### Task instructions
Collect from the data below each line with "next".

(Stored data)
//! Step-based combat environment.
//!
//! [`CombatEnv`] drives one episode at a time: it owns the state and the
//! seeded dice, exposes enemy decisions to the caller one atomic sub-action
//! per step, and runs the scripted party policy in between enemy turns. The
//! caller sees the standard `reset`/`step` contract with observation vectors,
//! validity masks, shaped rewards, and done/truncated flags.

use serde::{Deserialize, Serialize};

use skirmish_engine::action::END_TURN_INDEX;
use skirmish_engine::{
    ActionOutcome, ActionSpec, ActionType, Dice, GameState, RewardComponents, Side, action_mask,
    apply_action, featurize, party_scripted_turn, process_start_of_turn,
};

use crate::error::EnvError;
use crate::scenario::ScenarioBuilder;

/// Reward shaping weights.
const DAMAGE_WEIGHT: f32 = 0.1;
const KILL_BONUS: f32 = 5.0;
const INVALID_PENALTY: f32 = 1.0;
const TERMINAL_BONUS: f32 = 10.0;

/// How the non-controlled side behaves.
#[derive(Clone, Copy, Debug, Default, PartialEq, Eq, Serialize, Deserialize)]
#[serde(rename_all = "snake_case")]
pub enum PartyPolicy {
    /// Scripted: close on the nearest enemy and attack.
    #[default]
    Simple,
    /// The party passes every turn.
    Passive,
}

/// Environment configuration.
#[derive(Clone, Copy, Debug, PartialEq, Eq)]
pub struct EnvConfig {
    /// Hard step cap; reaching it sets `truncated`.
    pub max_steps: u32,
    pub party_policy: PartyPolicy,
}

impl Default for EnvConfig {
    fn default() -> Self {
        Self { max_steps: 100, party_policy: PartyPolicy::Simple }
    }
}

/// Info returned by `reset`.
#[derive(Clone, Debug, PartialEq, Serialize)]
pub struct EnvInfo {
    pub action_mask: Vec<bool>,
    pub current_enemy_idx: usize,
    pub round: u32,
    pub step_count: u32,
}

/// Info returned by `step`: the reset fields plus per-action metadata.
#[derive(Clone, Debug, PartialEq, Serialize)]
pub struct StepEnvInfo {
    pub action_mask: Vec<bool>,
    pub current_enemy_idx: usize,
    pub round: u32,
    pub step_count: u32,
    pub reward_components: RewardComponents,
    pub action_spec: Option<ActionSpec>,
    pub action_type: Option<ActionType>,
    pub action_valid: bool,
    #[serde(skip_serializing_if = "Option::is_none")]
    pub outcome: Option<ActionOutcome>,
}

/// One step's results.
#[derive(Clone, Debug, PartialEq)]
pub struct Transition {
    pub obs: Vec<f32>,
    pub reward: f32,
    pub done: bool,
    pub truncated: bool,
    pub info: StepEnvInfo,
}

/// The step-based environment around one episode of combat.
pub struct CombatEnv {
    builder: Box<dyn ScenarioBuilder>,
    config: EnvConfig,
    seed: u64,
    dice: Dice,
    state: Option<GameState>,
    current_enemy: usize,
    step_count: u32,
    finished: bool,
}

impl CombatEnv {
    pub fn new(builder: impl ScenarioBuilder + 'static, config: EnvConfig) -> Self {
        Self {
            builder: Box::new(builder),
            config,
            seed: 0,
            dice: Dice::new(0),
            state: None,
            current_enemy: 0,
            step_count: 0,
            finished: false,
        }
    }

    pub fn seed(&self) -> u64 {
        self.seed
    }

    pub fn state(&self) -> Option<&GameState> {
        self.state.as_ref()
    }

    pub fn current_enemy(&self) -> usize {
        self.current_enemy
    }

    pub fn step_count(&self) -> u32 {
        self.step_count
    }

    /// Starts a new episode. Builds the scenario with a fresh seeded dice
    /// stream and advances initiative to the first enemy turn, running
    /// scripted party turns along the way. Refuses malformed scenarios.
    pub fn reset(&mut self, seed: Option<u64>) -> Result<(Vec<f32>, EnvInfo), EnvError> {
        if let Some(seed) = seed {
            self.seed = seed;
        }
        self.dice = Dice::new(self.seed);
        self.step_count = 0;
        self.finished = false;

        let state = self.builder.build(&mut self.dice)?;
        tracing::debug!(
            seed = self.seed,
            party = state.party.len(),
            enemies = state.enemies.len(),
            "episode reset"
        );
        self.state = Some(state);
        self.current_enemy = 0;
        self.advance_to_enemy_turn();

        Ok((self.observation(), self.reset_info()))
    }

    /// Executes one enemy sub-action. Invalid indices are penalized, never
    /// fatal; the only errors are lifecycle misuse.
    pub fn step(&mut self, action_index: usize) -> Result<Transition, EnvError> {
        if self.state.is_none() {
            return Err(EnvError::NotReset);
        }
        if self.finished {
            return Err(EnvError::EpisodeOver);
        }
        self.step_count += 1;

        let state = self.state.as_ref().expect("checked above");
        let (next, components, mut done, info) =
            apply_action(state, self.current_enemy, action_index, &mut self.dice);
        self.state = Some(next);

        let mut reward = shaped_reward(&components);

        // Turn boundary: an explicit END_TURN or an exhausted economy hands
        // control onward until the next enemy turn (or the end of combat).
        let exhausted = self.state.as_ref().expect("set above").action_economy.exhausted();
        if action_index == END_TURN_INDEX || exhausted {
            let state = self.state.as_mut().expect("set above");
            state.advance_turn();
            self.advance_to_enemy_turn();
        }

        let state = self.state.as_ref().expect("set above");
        if state.is_combat_over() {
            done = true;
            self.finished = true;
            reward += match state.winner() {
                Some(Side::Enemy) => TERMINAL_BONUS,
                _ => -TERMINAL_BONUS,
            };
        }

        let truncated = !done && self.step_count >= self.config.max_steps;
        if truncated {
            self.finished = true;
        }

        let obs = self.observation();
        let mask = self.mask();
        let state = self.state.as_ref().expect("set above");
        Ok(Transition {
            obs,
            reward,
            done,
            truncated,
            info: StepEnvInfo {
                action_mask: mask,
                current_enemy_idx: self.current_enemy,
                round: state.round,
                step_count: self.step_count,
                reward_components: components,
                action_spec: ActionSpec::from_index(action_index),
                action_type: info.action_type,
                action_valid: info.action_valid,
                outcome: info.outcome,
            },
        })
    }

    /// The current observation for the acting enemy.
    pub fn observation(&self) -> Vec<f32> {
        match &self.state {
            Some(state) => featurize(state, self.current_enemy),
            None => vec![0.0; skirmish_engine::N_OBS],
        }
    }

    /// The current validity mask for the acting enemy.
    pub fn mask(&self) -> Vec<bool> {
        match &self.state {
            Some(state) => action_mask(state, self.current_enemy),
            None => vec![false; skirmish_engine::N_ACT],
        }
    }

    /// Splits the borrow for policy calls: the state to read, the acting
    /// enemy, and the dice stream to draw from.
    pub fn decision_context(&mut self) -> Result<(&GameState, usize, &mut Dice), EnvError> {
        match &self.state {
            Some(state) => Ok((state, self.current_enemy, &mut self.dice)),
            None => Err(EnvError::NotReset),
        }
    }

    fn reset_info(&self) -> EnvInfo {
        let state = self.state.as_ref().expect("reset populated the state");
        EnvInfo {
            action_mask: self.mask(),
            current_enemy_idx: self.current_enemy,
            round: state.round,
            step_count: self.step_count,
        }
    }

    /// Walks initiative until an alive enemy is up, running scripted party
    /// turns (and skipping downed actors) along the way. Stops early when
    /// combat ends.
    fn advance_to_enemy_turn(&mut self) {
        let state = self.state.as_mut().expect("caller ensured state");
        let max_iterations = state.initiative.len() * 2 + 1;

        for _ in 0..max_iterations {
            if state.is_combat_over() {
                break;
            }
            let Some(entry) = state.current_entry() else {
                break;
            };
            let alive = state.actor(entry.actor_id()).is_some_and(|a| a.is_alive());
            if !alive {
                state.advance_turn();
                continue;
            }

            match entry.kind {
                Side::Enemy => {
                    self.current_enemy = entry.index;
                    state.action_economy.reset();
                    state.movement_used = 0;
                    process_start_of_turn(&mut state.enemies[entry.index], &mut self.dice);
                    break;
                }
                Side::Party => {
                    if matches!(self.config.party_policy, PartyPolicy::Simple) {
                        process_start_of_turn(&mut state.party[entry.index], &mut self.dice);
                        let turn = party_scripted_turn(state, entry.index, &mut self.dice);
                        tracing::debug!(member = entry.index, ?turn, "party turn");
                    }
                    state.advance_turn();
                }
            }
        }
    }
}

fn shaped_reward(components: &RewardComponents) -> f32 {
    let mut reward = DAMAGE_WEIGHT * components.damage_dealt + KILL_BONUS * components.kills as f32
        - DAMAGE_WEIGHT * components.damage_taken
        + components.step_penalty;
    if components.invalid_action {
        reward -= INVALID_PENALTY;
    }
    reward
}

### Answer to the problem
        let (next, components, mut done, info) =
        self.state = Some(next);
        // control onward until the next enemy turn (or the end of combat).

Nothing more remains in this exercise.